More than 160 local car ownership programs for lower-income consumers operating throughout the country have developed new business models to meet the rising demand for cars in that market. These programs have carefully created a market niche to appeal to low-income drivers looking for responsible car dealers. For example, the Vehicles for Change, a Baltimore-based program, sells 40 to 50 cars per month to lowerincome households. This company also sells auto loan products to qualified, lowerincome car buyers, along with a six-month warranty.

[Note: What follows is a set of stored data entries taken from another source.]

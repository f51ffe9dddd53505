//! Command line definitions.

use std::path::PathBuf;

use clap::{Args, Parser, Subcommand};
use mailguard_core::{RuleKind, Severity, SortField, SortOrder};

/// Classify and browse a security-filtered inbox.
#[derive(Debug, Parser)]
#[command(name = "mailguard", version, about)]
pub struct Cli {
    /// Database path (defaults to the user data directory).
    #[arg(long, global = true, value_name = "FILE")]
    pub db: Option<PathBuf>,

    #[command(subcommand)]
    pub command: Command,
}

/// Top-level commands.
#[derive(Debug, Subcommand)]
pub enum Command {
    /// Write the sample rules and messages.
    Seed,
    /// List messages.
    List(ListArgs),
    /// Show one message with its security details.
    Show {
        /// Message id.
        id: String,
    },
    /// Mark a message as read.
    Read {
        /// Message id.
        id: String,
    },
    /// Set the organization trust domain. An empty string marks every sender external.
    Domain {
        /// New trust domain.
        domain: String,
    },
    /// Manage blacklist rules.
    #[command(subcommand)]
    Rules(RulesCommand),
    /// Show message counts.
    Summary,
}

/// Filter and sort options for `list`.
#[derive(Debug, Args)]
pub struct ListArgs {
    /// Free-text search over subject, sender and body.
    #[arg(long, default_value = "")]
    pub search: String,

    /// Include read messages.
    #[arg(long, default_value_t = true, action = clap::ArgAction::Set)]
    pub show_read: bool,

    /// Include unread messages.
    #[arg(long, default_value_t = true, action = clap::ArgAction::Set)]
    pub show_unread: bool,

    /// Only messages from outside the trust domain.
    #[arg(long)]
    pub external_only: bool,

    /// Sort field: date, sender or subject.
    #[arg(long, default_value = "date")]
    pub sort: SortField,

    /// Sort order: asc or desc.
    #[arg(long, default_value = "desc")]
    pub order: SortOrder,
}

/// Rule management commands.
#[derive(Debug, Subcommand)]
pub enum RulesCommand {
    /// List rules, highest severity first.
    List,
    /// Add a rule.
    Add {
        /// Rule kind: domain, address or keyword.
        kind: RuleKind,
        /// Value to match.
        value: String,
        /// Severity: low, medium or high.
        severity: Severity,
        /// Why the rule exists.
        description: String,
    },
    /// Remove a rule.
    Remove {
        /// Rule id.
        id: String,
        /// Confirm removal of a high-severity rule.
        #[arg(long)]
        confirm: bool,
    },
}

Another non-profit organization, Bonnie CLAC, helps low-income people buy new, base-model cars at prices and on loan terms equal to those obtained by people with more negotiating savvy and solid credit. It acts as the loan guarantor. Robert Chambers, one of its founders, has arranged price and extended-warranty deals with several auto dealers and interest rates with some banks. The average purchase involves a total of less than $15,000, with no money down, a warranty, a 6% interest rate and an $800 fee to Bonnie CLAC. This comes to an average monthly payment of $270. They give their clients basic training in managing their finances. The auto dealers and banks make a fair profit from this as well.
An increasing number of states are turning to cars as a means of helping low-income working families reach their places of work. For example, Michigan provides up to $1,200 for a down payment on a car and Pennsylvania up to $750. Some states provide a set amount of money to families to pay for car repairs. Tennessee provides $500 per year for minor car repairs. In Michigan, Temporary Assistance for Needy Families (TANF) recipients also can receive up to $900 per year to pay for car repairs.
In the long term, advocacy efforts can be employed to persuade government and the insurance industry to make car insurance more affordable to low-income drivers. California is experimenting with the Lifeline low-cost auto insurance program. Texas passed legislation in 2001 that allows insurance companies to offer mile rates as a way for consumers to exert direct control over insurance costs by purchasing coverage at cents-per-mile rates.
The car ownership concept is an innovative policy tool with the capacity to empower the low-income population by expanding their menu of transportation options. The transportation needs of this population are complex because of the multiple stops and off-peak hour requirements of their daily lives. Car ownership plugs in the gaps that public transportation cannot fill.
Auto ownership facilitates better employment and higher wages. Having access to a car increases housing choices and the flexibility to balance family and work. These allow individuals to participate fully in social and community activities. In other words, car ownership has the potential to incorporate the low-income population into the mainstream, freeing them from economic and social isolation.